De EFSA onderhoudt contacten met alle relevante stakeholders in de voedselketen, inclusief consumenten- en milieuorganisaties
en de industrie. Ik vind het logisch en positief dat er naast de contacten met genoemde maatschappelijke organisaties een
zekere mate van wetenschappelijke samenwerking en informatie-uitwisseling plaatsvindt tussen het bedrijfsleven en overheidsinstanties.

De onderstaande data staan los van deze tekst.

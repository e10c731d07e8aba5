pub mod cli;
pub mod commands;
pub mod config;
pub mod controller;
pub mod error;
pub mod remote;

pub use config::{ApiConfig, Config, ControllerConfig};
pub use controller::{
    Command, ControllerDriver, ControllerSettings, ResponseOutcome, SearchController, UiEvent,
    ViewSnapshot,
};
pub use error::{LexError, Result};
pub use remote::{
    ApiQuery, FetchError, FetchErrorKind, HttpSearchProvider, Item, ResponseEnvelope,
    SearchProvider,
};
//! Per-field in-progress text and debounce timers.
//!
//! Timers are deadlines rather than spawned tasks: the owner passes the
//! current instant in and asks which deadlines have expired. Each field has
//! at most one pending deadline; a new keystroke replaces it.

use std::collections::BTreeMap;
use std::time::{Duration, Instant};

#[derive(Debug, Clone, Default)]
struct FieldEdit {
    value: String,
    focused: bool,
    deadline: Option<Instant>,
}

/// Local edit values that have not necessarily been committed yet
#[derive(Debug, Clone)]
pub struct LocalEditBuffer {
    delay: Duration,
    fields: BTreeMap<String, FieldEdit>,
}

impl LocalEditBuffer {
    pub fn new(delay: Duration) -> Self {
        Self {
            delay,
            fields: BTreeMap::new(),
        }
    }

    pub fn delay(&self) -> Duration {
        self.delay
    }

    /// Local value of a field, committed or not
    pub fn value(&self, field: &str) -> Option<&str> {
        self.fields.get(field).map(|f| f.value.as_str())
    }

    /// Whether the field has focus (is being edited)
    pub fn is_editing(&self, field: &str) -> bool {
        self.fields.get(field).is_some_and(|f| f.focused)
    }

    pub fn is_pending(&self, field: &str) -> bool {
        self.fields.get(field).is_some_and(|f| f.deadline.is_some())
    }

    pub fn has_pending(&self) -> bool {
        self.fields.values().any(|f| f.deadline.is_some())
    }

    /// Mark a field as being edited
    pub fn focus(&mut self, field: &str) {
        self.fields.entry(field.to_string()).or_default().focused = true;
    }

    /// Record a keystroke and restart the field's timer
    pub fn edit(&mut self, field: &str, value: &str, now: Instant) {
        let entry = self.fields.entry(field.to_string()).or_default();
        entry.value = value.to_string();
        entry.deadline = Some(now + self.delay);
    }

    /// Cancel the field's timer and hand back its value for a synchronous commit.
    pub fn flush(&mut self, field: &str) -> Option<String> {
        let entry = self.fields.get_mut(field)?;
        entry.deadline = None;
        Some(entry.value.clone())
    }

    /// Unmark the field and flush it
    pub fn blur(&mut self, field: &str) -> Option<String> {
        if let Some(entry) = self.fields.get_mut(field) {
            entry.focused = false;
        }
        self.flush(field)
    }

    /// Flush every pending timer, in field-name order
    pub fn flush_all(&mut self) -> Vec<(String, String)> {
        self.fields
            .iter_mut()
            .filter(|(_, f)| f.deadline.is_some())
            .map(|(name, f)| {
                f.deadline = None;
                (name.clone(), f.value.clone())
            })
            .collect()
    }

    /// Remove and return every edit whose timer expired at or before `now`
    pub fn due(&mut self, now: Instant) -> Vec<(String, String)> {
        self.fields
            .iter_mut()
            .filter(|(_, f)| f.deadline.is_some_and(|d| d <= now))
            .map(|(name, f)| {
                f.deadline = None;
                (name.clone(), f.value.clone())
            })
            .collect()
    }

    /// Earliest pending deadline
    pub fn next_deadline(&self) -> Option<Instant> {
        self.fields.values().filter_map(|f| f.deadline).min()
    }

    /// Overwrite a field from committed state.
    ///
    /// Skipped while the field is focused or has a pending timer, so an
    /// external reset never clobbers text the user is typing.
    pub fn sync_external(&mut self, field: &str, value: &str) -> bool {
        let entry = self.fields.entry(field.to_string()).or_default();
        if entry.focused || entry.deadline.is_some() {
            return false;
        }
        entry.value = value.to_string();
        true
    }

    /// Local values of focused fields
    pub fn editing_values(&self) -> Vec<(String, String)> {
        self.fields
            .iter()
            .filter(|(_, f)| f.focused)
            .map(|(name, f)| (name.clone(), f.value.clone()))
            .collect()
    }
}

Instituten als het ILSI, hetgeen ik overigens niet beschouw als een lobbyclub maar als een wetenschappelijk netwerk, kunnen
hierin een nuttige functie vervullen. Op zichzelf zie ik er geen probleem in dat EFSA bestuursleden of panelleden deel uitmaken
van of samenwerken met zulke instituten. Uiteraard dienen overheidsinstellingen als EFSA wel de onafhankelijkheid van de experts
uiterst zorgvuldig te waarborgen. Dat doet EFSA ook, onder andere via verklaringen van belangen van alle medewerkers, die
via internet voor een ieder zijn in te zien. Dat onder de gegeven omstandigheden mw. Banati omwille van de beeldvorming haar
bestuurspositie bij het ILSI heeft neergelegd vind ik begrijpelijk en verstandig. Mij is duidelijk dat haar onafhankelijkheid
niet ter discussie staat.
Tot slot wil ik benadrukken dat ik de EFSA beoordeel op basis van haar resultaten. Hoewel de wetenschappelijke adviezen van
de EFSA van groot belang zijn, is het niet zo dat ik blind vaar op de EFSA. Experts van alle lidstaten hebben inzicht in de
aanvragen waarover EFSA adviseert en kunnen hierop commentaar geven. In Nederland kijken hierbij experts mee van de Commissie
Genetische Modificatie (COGEM), het RIKILT Instituut voor voedselveiligheid en het RIVM. Op basis van hun inbreng geeft Nederland
zo nodig commentaar op de aanvragen. Tot nu toe heeft EFSA de commentaren van Nederland steeds zorgvuldig en naar tevredenheid
meegenomen in haar advies. De commentaren en de wijze van verwerking van alle commentaren worden toegelicht in een aparte
bijlage bij het advies.
Ik hoop met deze brief duidelijk te hebben gemaakt dat en waarom ik niet twijfel aan de onafhankelijkheid en expertise van
de EFSA. De EFSA vervult een belangrijke rol in het zorgvuldige beoordelingssysteem van genetisch gemodificeerde organismen
in de EU en doet dit op een zorgvuldige en transparante manier.